## [ABOUT THIS EXERCISE]
Every line below that contains "corrupt" is to be copied.

## [RECORD EXTRACTS]
----------------
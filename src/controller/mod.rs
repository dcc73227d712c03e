//! Architecture sampling policies
//!
//! A recurrent controller emits per-node categorical distributions over
//! operations and input connections, samples concrete cells from them, and
//! is trained REINFORCE-style with the child network's validation accuracy
//! as reward. The search runs two independent instances of one policy type:
//! one for the normal cell, one for the reduction cell.

use std::fs::File;
use std::path::Path;

use ndarray::{Array1, Array2, Axis};
use rand::prelude::*;
use rand_xoshiro::Xoshiro256PlusPlus;
use serde::{Deserialize, Serialize};
use tracing::debug;

use crate::cell::{Cell, NodeSpec};
use crate::error::{EnasError, Result};

/// Controller hyperparameters
#[derive(Debug, Clone, Serialize, Deserialize)]
pub struct ControllerConfig {
    /// Hidden state dimension
    pub hidden_dim: usize,
    /// Learning rate for policy updates
    pub learning_rate: f64,
    /// Baseline decay for REINFORCE
    pub baseline_decay: f64,
    /// Temperature dividing the logits
    pub temperature: f64,
    /// Tanh clamp applied to scaled logits
    pub tanh_constant: f64,
    /// Random seed for sampling
    pub seed: Option<u64>,
}

impl Default for ControllerConfig {
    fn default() -> Self {
        Self {
            hidden_dim: 32,
            learning_rate: 0.00035,
            baseline_decay: 0.99,
            temperature: 5.0,
            tanh_constant: 2.5,
            seed: None,
        }
    }
}

/// Per-node categorical distributions produced by one controller forward
/// pass. `input_probs[t]` ranges over the `t + 2` states visible to node
/// `t`. Ephemeral; recomputed every epoch.
#[derive(Debug, Clone)]
pub struct CellDistribution {
    pub op_probs: Vec<Array1<f64>>,
    pub input_probs: Vec<Array1<f64>>,
}

impl CellDistribution {
    pub fn num_nodes(&self) -> usize {
        self.op_probs.len()
    }
}

/// One-hot training targets derived from a sampled cell
#[derive(Debug, Clone)]
pub struct ArchTargets {
    pub op_targets: Vec<Array1<f64>>,
    pub input_targets: Vec<Array1<f64>>,
}

impl ArchTargets {
    /// Build one-hot targets for the actions that produced `cell`.
    pub fn from_cell(cell: &Cell, num_opers: usize) -> Self {
        let mut op_targets = Vec::with_capacity(cell.len());
        let mut input_targets = Vec::with_capacity(cell.len());
        for (idx, node) in cell.nodes.iter().enumerate() {
            let mut op = Array1::zeros(num_opers);
            op[node.oper] = 1.0;
            op_targets.push(op);

            // Both input picks share one distribution; a doubly selected
            // state just gets the full mass.
            let mut inp = Array1::zeros(idx + 2);
            for &i in &node.inputs {
                inp[i] += 0.5;
            }
            input_targets.push(inp);
        }
        Self { op_targets, input_targets }
    }
}

/// An architecture sampler the orchestrator can drive
pub trait Policy {
    /// Pure forward pass; no parameter update.
    fn forward(&self) -> CellDistribution;

    /// Draw one concrete cell from a distribution. Stochastic.
    fn sample(&mut self, dist: &CellDistribution) -> Cell;

    /// One policy-gradient step toward `targets`, weighted by the
    /// advantage of `reward` over the internal baseline.
    fn train_step(&mut self, targets: &ArchTargets, reward: f64) -> Result<()>;

    /// Persist parameters (baseline included) to `path`.
    fn save(&self, path: &Path) -> Result<()>;

    /// Restore parameters from `path`. Missing or corrupt state is fatal.
    fn load(&mut self, path: &Path) -> Result<()>;
}

/// Trainable parameters of [`RnnPolicy`], the unit of checkpointing
#[derive(Debug, Clone, Serialize, Deserialize)]
struct PolicyParams {
    op_embeddings: Array2<f64>,
    recurrent: Array2<f64>,
    input_bias: Array1<f64>,
    hidden_to_op: Array2<f64>,
    hidden_to_input: Array2<f64>,
    baseline: f64,
}

/// Recurrent architecture sampler trained with REINFORCE
#[derive(Debug)]
pub struct RnnPolicy {
    name: String,
    num_nodes: usize,
    num_opers: usize,
    config: ControllerConfig,
    params: PolicyParams,
    rng: Xoshiro256PlusPlus,
}

impl RnnPolicy {
    pub fn new(
        name: impl Into<String>,
        num_nodes: usize,
        num_opers: usize,
        config: ControllerConfig,
    ) -> Self {
        let mut rng = match config.seed {
            Some(s) => Xoshiro256PlusPlus::seed_from_u64(s),
            None => Xoshiro256PlusPlus::from_entropy(),
        };

        let hidden = config.hidden_dim;
        // Node t chooses among t + 2 input states; the widest case is the
        // last node.
        let max_inputs = num_nodes + 1;
        let scale = 0.1;
        let op_embeddings =
            Array2::from_shape_fn((num_opers, hidden), |_| (rng.gen::<f64>() - 0.5) * scale);
        let recurrent =
            Array2::from_shape_fn((hidden, hidden), |_| (rng.gen::<f64>() - 0.5) * scale);
        let hidden_to_op =
            Array2::from_shape_fn((hidden, num_opers), |_| (rng.gen::<f64>() - 0.5) * scale);
        let hidden_to_input =
            Array2::from_shape_fn((hidden, max_inputs), |_| (rng.gen::<f64>() - 0.5) * scale);
        let input_bias = Array1::from_shape_fn(hidden, |_| (rng.gen::<f64>() - 0.5) * scale);

        let params = PolicyParams {
            op_embeddings,
            recurrent,
            hidden_to_op,
            hidden_to_input,
            input_bias,
            baseline: 0.0,
        };

        Self {
            name: name.into(),
            num_nodes,
            num_opers,
            config,
            params,
            rng,
        }
    }

    pub fn name(&self) -> &str {
        &self.name
    }

    pub fn baseline(&self) -> f64 {
        self.params.baseline
    }

    /// Scaled softmax over raw logits: divide by temperature, clamp with
    /// `tanh_constant * tanh`, normalize.
    fn scaled_softmax(&self, logits: &Array1<f64>) -> Array1<f64> {
        let scaled = logits.mapv(|x| self.config.tanh_constant * (x / self.config.temperature).tanh());
        softmax(&scaled)
    }

    /// Unroll the recurrence, returning the hidden state seen by each node
    /// alongside the emitted distributions. The feedback embedding is the
    /// argmax operation, which keeps the pass deterministic.
    fn unroll(&self) -> (Vec<Array1<f64>>, CellDistribution) {
        let mut hidden: Array1<f64> = Array1::zeros(self.config.hidden_dim);
        let mut states = Vec::with_capacity(self.num_nodes);
        let mut op_probs = Vec::with_capacity(self.num_nodes);
        let mut input_probs = Vec::with_capacity(self.num_nodes);

        for idx in 0..self.num_nodes {
            hidden = (self.params.recurrent.dot(&hidden) + &self.params.input_bias).mapv(f64::tanh);
            states.push(hidden.clone());

            let op_logits = self.params.hidden_to_op.t().dot(&hidden);
            let op = self.scaled_softmax(&op_logits);

            let input_logits = self.params.hidden_to_input.t().dot(&hidden);
            let visible = input_logits.slice(ndarray::s![..idx + 2]).to_owned();
            input_probs.push(self.scaled_softmax(&visible));

            let feedback = argmax(&op);
            hidden = &hidden + &self.params.op_embeddings.row(feedback);
            op_probs.push(op);
        }

        (states, CellDistribution { op_probs, input_probs })
    }
}

impl Policy for RnnPolicy {
    fn forward(&self) -> CellDistribution {
        self.unroll().1
    }

    fn sample(&mut self, dist: &CellDistribution) -> Cell {
        let nodes = (0..dist.num_nodes())
            .map(|idx| NodeSpec {
                oper: sample_categorical(&dist.op_probs[idx], &mut self.rng),
                inputs: [
                    sample_categorical(&dist.input_probs[idx], &mut self.rng),
                    sample_categorical(&dist.input_probs[idx], &mut self.rng),
                ],
            })
            .collect();
        Cell::new(nodes)
    }

    fn train_step(&mut self, targets: &ArchTargets, reward: f64) -> Result<()> {
        if targets.op_targets.len() != self.num_nodes {
            return Err(EnasError::ValidationError(format!(
                "targets cover {} nodes, policy {} expects {}",
                targets.op_targets.len(),
                self.name,
                self.num_nodes
            )));
        }

        self.params.baseline = self.config.baseline_decay * self.params.baseline
            + (1.0 - self.config.baseline_decay) * reward;
        let advantage = reward - self.params.baseline;
        let lr = self.config.learning_rate;

        let (states, dist) = self.unroll();
        for idx in 0..self.num_nodes {
            let h = states[idx].view().insert_axis(Axis(1));

            // Output-layer cross-entropy gradient, advantage weighted.
            let op_err = (&targets.op_targets[idx] - &dist.op_probs[idx]) * (lr * advantage);
            self.params.hidden_to_op += &h.dot(&op_err.view().insert_axis(Axis(0)));

            let visible = idx + 2;
            let in_err = (&targets.input_targets[idx] - &dist.input_probs[idx]) * (lr * advantage);
            let mut padded = Array1::zeros(self.params.hidden_to_input.ncols());
            padded.slice_mut(ndarray::s![..visible]).assign(&in_err);
            self.params.hidden_to_input += &h.dot(&padded.view().insert_axis(Axis(0)));
        }

        debug!(
            policy = %self.name,
            reward,
            baseline = self.params.baseline,
            advantage,
            "controller step"
        );
        Ok(())
    }

    fn save(&self, path: &Path) -> Result<()> {
        let file = File::create(path)?;
        serde_json::to_writer(file, &self.params)?;
        Ok(())
    }

    fn load(&mut self, path: &Path) -> Result<()> {
        let file = File::open(path).map_err(|e| {
            EnasError::ResumeError(format!(
                "controller checkpoint {}: {e}",
                path.display()
            ))
        })?;
        let params: PolicyParams = serde_json::from_reader(file).map_err(|e| {
            EnasError::ResumeError(format!(
                "controller checkpoint {} is corrupt: {e}",
                path.display()
            ))
        })?;
        if params.hidden_to_op.ncols() != self.num_opers
            || params.hidden_to_input.ncols() != self.num_nodes + 1
        {
            return Err(EnasError::ResumeError(format!(
                "controller checkpoint {} does not match the search space",
                path.display()
            )));
        }
        self.params = params;
        Ok(())
    }
}

/// Numerically stable softmax
fn softmax(logits: &Array1<f64>) -> Array1<f64> {
    let max_val = logits.iter().cloned().fold(f64::NEG_INFINITY, f64::max);
    let exp: Array1<f64> = logits.mapv(|x| (x - max_val).exp());
    let sum: f64 = exp.sum();
    exp / sum
}

/// Sample an index from a categorical distribution
fn sample_categorical(probs: &Array1<f64>, rng: &mut impl Rng) -> usize {
    let r: f64 = rng.gen();
    let mut cumsum = 0.0;
    for (i, &p) in probs.iter().enumerate() {
        cumsum += p;
        if r < cumsum {
            return i;
        }
    }
    probs.len() - 1
}

fn argmax(probs: &Array1<f64>) -> usize {
    let mut best = 0;
    for (i, &p) in probs.iter().enumerate() {
        if p > probs[best] {
            best = i;
        }
    }
    best
}

#[cfg(test)]
mod tests {
    use super::*;
    use tempfile::TempDir;

    fn policy(seed: u64) -> RnnPolicy {
        let config = ControllerConfig {
            seed: Some(seed),
            ..ControllerConfig::default()
        };
        RnnPolicy::new("normal_controller", 4, 5, config)
    }

    #[test]
    fn test_forward_shapes() {
        let p = policy(42);
        let dist = p.forward();

        assert_eq!(dist.num_nodes(), 4);
        for (idx, probs) in dist.input_probs.iter().enumerate() {
            assert_eq!(probs.len(), idx + 2);
            assert!((probs.sum() - 1.0).abs() < 1e-9);
        }
        for probs in &dist.op_probs {
            assert_eq!(probs.len(), 5);
            assert!((probs.sum() - 1.0).abs() < 1e-9);
        }
    }

    #[test]
    fn test_forward_is_pure() {
        let p = policy(42);
        let a = p.forward();
        let b = p.forward();
        assert_eq!(a.op_probs[0], b.op_probs[0]);
        assert_eq!(a.input_probs[3], b.input_probs[3]);
    }

    #[test]
    fn test_sample_respects_node_count() {
        let mut p = policy(42);
        let dist = p.forward();
        let cell = p.sample(&dist);

        assert_eq!(cell.len(), 4);
        for (idx, node) in cell.nodes.iter().enumerate() {
            assert!(node.oper < 5);
            assert!(node.inputs[0] < idx + 2);
            assert!(node.inputs[1] < idx + 2);
        }
    }

    #[test]
    fn test_seeded_sampling_is_reproducible() {
        let mut a = policy(7);
        let mut b = policy(7);
        let cell_a = a.sample(&a.forward());
        let cell_b = b.sample(&b.forward());
        assert_eq!(cell_a, cell_b);
    }

    #[test]
    fn test_train_step_moves_baseline() {
        let mut p = policy(42);
        let dist = p.forward();
        let cell = p.sample(&dist);
        let targets = ArchTargets::from_cell(&cell, 5);

        p.train_step(&targets, 0.8).unwrap();
        assert!(p.baseline() > 0.0);
    }

    #[test]
    fn test_train_step_rejects_mismatched_targets() {
        let mut p = policy(42);
        let short = Cell::new(vec![NodeSpec { oper: 0, inputs: [0, 1] }]);
        let targets = ArchTargets::from_cell(&short, 5);

        assert!(p.train_step(&targets, 0.5).is_err());
    }

    #[test]
    fn test_save_load_round_trip() {
        let dir = TempDir::new().unwrap();
        let path = dir.path().join("normal_controller.json");

        let mut p = policy(42);
        let dist = p.forward();
        let cell = p.sample(&dist);
        p.train_step(&ArchTargets::from_cell(&cell, 5), 0.9).unwrap();
        p.save(&path).unwrap();

        let mut fresh = policy(1);
        fresh.load(&path).unwrap();
        assert_eq!(fresh.baseline(), p.baseline());

        // Parameters determine the forward pass.
        let a = p.forward();
        let b = fresh.forward();
        assert_eq!(a.op_probs[0], b.op_probs[0]);
    }

    #[test]
    fn test_load_missing_checkpoint_is_fatal() {
        let dir = TempDir::new().unwrap();
        let mut p = policy(42);
        let err = p.load(&dir.path().join("missing.json")).unwrap_err();
        assert!(matches!(err, EnasError::ResumeError(_)));
    }

    #[test]
    fn test_targets_from_cell() {
        let cell = Cell::new(vec![
            NodeSpec { oper: 2, inputs: [0, 1] },
            NodeSpec { oper: 0, inputs: [2, 2] },
        ]);
        let targets = ArchTargets::from_cell(&cell, 5);

        assert_eq!(targets.op_targets[0][2], 1.0);
        assert_eq!(targets.op_targets[0].sum(), 1.0);
        assert_eq!(targets.input_targets[1][2], 1.0);
        assert_eq!(targets.input_targets[1].len(), 3);
    }
}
----------------
## [SOLUTION TO THE EXERCISE]
    /// Restore parameters from `path`. Missing or corrupt state is fatal.
                "controller checkpoint {} is corrupt: {e}",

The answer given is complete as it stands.